TEL AVIV - Jewish, Muslim and Christian artists from Israel and the U.S. took part in a festival this week focused on works about the character of Yitzhak, the biblical character, and others with that name.
The Yitzhak International Arts Gathering involves painting, environmental sculpture, singing and dance performances.
Artists were invited to interpret the theme as they pleased; among the subject choices were Yitzhak Rabin, the biblical Yitzhak (Isaac), and the Hebrew verb "yitzhak," which means "to laugh."
Festival spokeswoman Dana Harel said the subject of Yitzhak was chosen to connect Jewish congregations in the U.S. and Israel. The project is part of Partnership 2000, an offshoot of the Jewish Agency for Israel and the United Jewish Communities, whose goal is to promote the relationship between the two communities.
A group of about 50 visitors from the U.S. came to attend the festival, including several leaders of Jewish congregations.
'I wanted to bring the Torah to a personal level'
One of the opening acts on June 18 in Akko (Acre) was a show called "Hasidic Convention," performed by a band named "Shirat Ha'el" ("God's Song"), headed by Eliad Eliyahu.
The subject Eliyahu chose was the stories of Rabbi Yitzhak Luria, also known as Ha-Ari, who influenced the spreading of Hasidism in the 16th century.
The show, during which the performers and audience acted as if they, too, were Hasidim, involved prayer, singing, dancing, and sounding of the shofar.
"It was a happy performance," Eliyahu said. "Everyone got up and danced in circles."
Eliyahu, 23, a religious performer, said he took a lot of material for the show from Jewish prayers and the Jewish world in general.
"I wanted to bring the Torah to a personal level," he said. "Everyone could connect."

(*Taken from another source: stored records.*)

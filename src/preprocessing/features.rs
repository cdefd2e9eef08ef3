//! Context-row encoding: three label encoders plus two binary flags.

use super::LabelEncoder;
use crate::data::Dataset;
use crate::error::{HomeError, Result};
use crate::primitives::Matrix;
use crate::vocab::{Condition, Mood, TimeOfDay, FEATURE_COLUMNS};
use serde::{Deserialize, Serialize};

/// Encodes context columns into `[mood, condition, time, at_home, is_holiday]`
/// feature rows.
#[derive(Debug, Clone, PartialEq, Eq, Serialize, Deserialize)]
pub struct FeatureEncoder {
    mood: LabelEncoder,
    condition: LabelEncoder,
    time_of_day: LabelEncoder,
}

/// A feature row decoded back to its original text form.
#[derive(Debug, Clone, PartialEq, Eq, Serialize)]
pub struct DecodedFeatures {
    pub mood: String,
    pub person_condition: String,
    pub time_of_day: String,
    pub at_home: u8,
    pub is_holiday: u8,
}

impl Default for FeatureEncoder {
    fn default() -> Self {
        Self::new()
    }
}

impl FeatureEncoder {
    /// Creates unfitted encoders for the three categorical columns.
    #[must_use]
    pub fn new() -> Self {
        Self {
            mood: LabelEncoder::new(Mood::COLUMN),
            condition: LabelEncoder::new(Condition::COLUMN),
            time_of_day: LabelEncoder::new(TimeOfDay::COLUMN),
        }
    }

    /// Fits each categorical encoder on the dataset's observed values.
    ///
    /// # Errors
    ///
    /// Returns an error if the dataset is empty.
    pub fn fit(&mut self, dataset: &Dataset) -> Result<()> {
        let rows = dataset.rows();
        let moods: Vec<&str> = rows.iter().map(|r| r.mood.as_str()).collect();
        let conditions: Vec<&str> = rows.iter().map(|r| r.person_condition.as_str()).collect();
        let times: Vec<&str> = rows.iter().map(|r| r.time_of_day.as_str()).collect();
        self.mood.fit(&moods)?;
        self.condition.fit(&conditions)?;
        self.time_of_day.fit(&times)?;
        tracing::debug!(
            moods = self.mood.n_classes(),
            conditions = self.condition.n_classes(),
            times = self.time_of_day.n_classes(),
            "fitted feature encoders"
        );
        Ok(())
    }

    /// Encodes every row of the dataset.
    ///
    /// # Errors
    ///
    /// Returns an error if a row holds a category unseen during fit.
    pub fn transform(&self, dataset: &Dataset) -> Result<Matrix<f32>> {
        let mut data = Vec::with_capacity(dataset.len() * FEATURE_COLUMNS.len());
        for row in dataset.rows() {
            data.extend(self.encode_row(
                &row.mood,
                &row.person_condition,
                &row.time_of_day,
                row.at_home,
                row.is_holiday,
            )?);
        }
        Matrix::from_vec(dataset.len(), FEATURE_COLUMNS.len(), data).map_err(HomeError::from)
    }

    /// Fits then transforms.
    ///
    /// # Errors
    ///
    /// Returns an error if the dataset is empty.
    pub fn fit_transform(&mut self, dataset: &Dataset) -> Result<Matrix<f32>> {
        self.fit(dataset)?;
        self.transform(dataset)
    }

    /// Encodes one context into a feature row.
    ///
    /// # Errors
    ///
    /// Returns an error for unseen categories or flags other than 0/1.
    pub fn encode_row(
        &self,
        mood: &str,
        person_condition: &str,
        time_of_day: &str,
        at_home: u8,
        is_holiday: u8,
    ) -> Result<[f32; 5]> {
        for (name, flag) in [("at_home", at_home), ("is_holiday", is_holiday)] {
            if flag > 1 {
                return Err(HomeError::InvalidInput(format!(
                    "{name} must be 0 or 1, got {flag}"
                )));
            }
        }
        Ok([
            self.mood.encode_one(mood)? as f32,
            self.condition.encode_one(person_condition)? as f32,
            self.time_of_day.encode_one(time_of_day)? as f32,
            f32::from(at_home),
            f32::from(is_holiday),
        ])
    }

    /// Decodes a feature row for reporting.
    ///
    /// # Errors
    ///
    /// Returns an error if the row is too short or holds an index the
    /// encoders never produced.
    pub fn decode_row(&self, row: &[f32]) -> Result<DecodedFeatures> {
        if row.len() < FEATURE_COLUMNS.len() {
            return Err(HomeError::DimensionMismatch {
                expected: format!("{} features", FEATURE_COLUMNS.len()),
                actual: format!("{} features", row.len()),
            });
        }
        Ok(DecodedFeatures {
            mood: self.mood.decode_one(row[0] as usize)?.to_string(),
            person_condition: self.condition.decode_one(row[1] as usize)?.to_string(),
            time_of_day: self.time_of_day.decode_one(row[2] as usize)?.to_string(),
            at_home: row[3] as u8,
            is_holiday: row[4] as u8,
        })
    }

    /// Whether `value` is a category the mood encoder knows.
    #[must_use]
    pub fn knows_mood(&self, value: &str) -> bool {
        self.mood.encode_one(value).is_ok()
    }

    /// Whether `value` is a category the condition encoder knows.
    #[must_use]
    pub fn knows_condition(&self, value: &str) -> bool {
        self.condition.encode_one(value).is_ok()
    }

    /// Whether `value` is a category the time-of-day encoder knows.
    #[must_use]
    pub fn knows_time_of_day(&self, value: &str) -> bool {
        self.time_of_day.encode_one(value).is_ok()
    }
}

Eliyahu heard about the Yitzhak project about two years ago during one of his own concerts, a few months after he was discharged from the army. He decided to participate because he felt it was an important cause.
'We explored Jewish-Arab conflict in our homes'
Ifat Bar-Lev was another Yitzhak festival performer. Her show created a character named Yitzhak from six different people. The other performers were Jewish and Arab students from Western Galilee College.
"For me, Yitzhak symbolized the beginning of the Jewish-Arab conflict," Bar-Lev said. "We explored the subject in our houses, in our lives."
She documented the exploration with photographs, which the performers presented in an exhibition in the Western Galilee Campus Gallery, as part of the Yitzhak project.
During the unusual performance, the artists were bound together with a wagon and moved across an alley in Acre's old city.
Bar-Lev said the show received responses of excitement, pain and wonder.
"I have never performed in front of an American audience before," she said. "And they have never seen this sort of performance before, so they were very enthusiastic."
Other projects within Yitzhak include a pantomime show titled, "Waiting for Yitzhak," performed by Arab and Israeli teens from the group Mimic, a photography exhibition titled, "Name Mapping," by photographer Robin Sachs, and a dance segment by Prize-winning Israeli choreographer Yehudit Arnon.
The project, which began on June 17, closed Thursday with a yoga class called, "Laughter Yoga."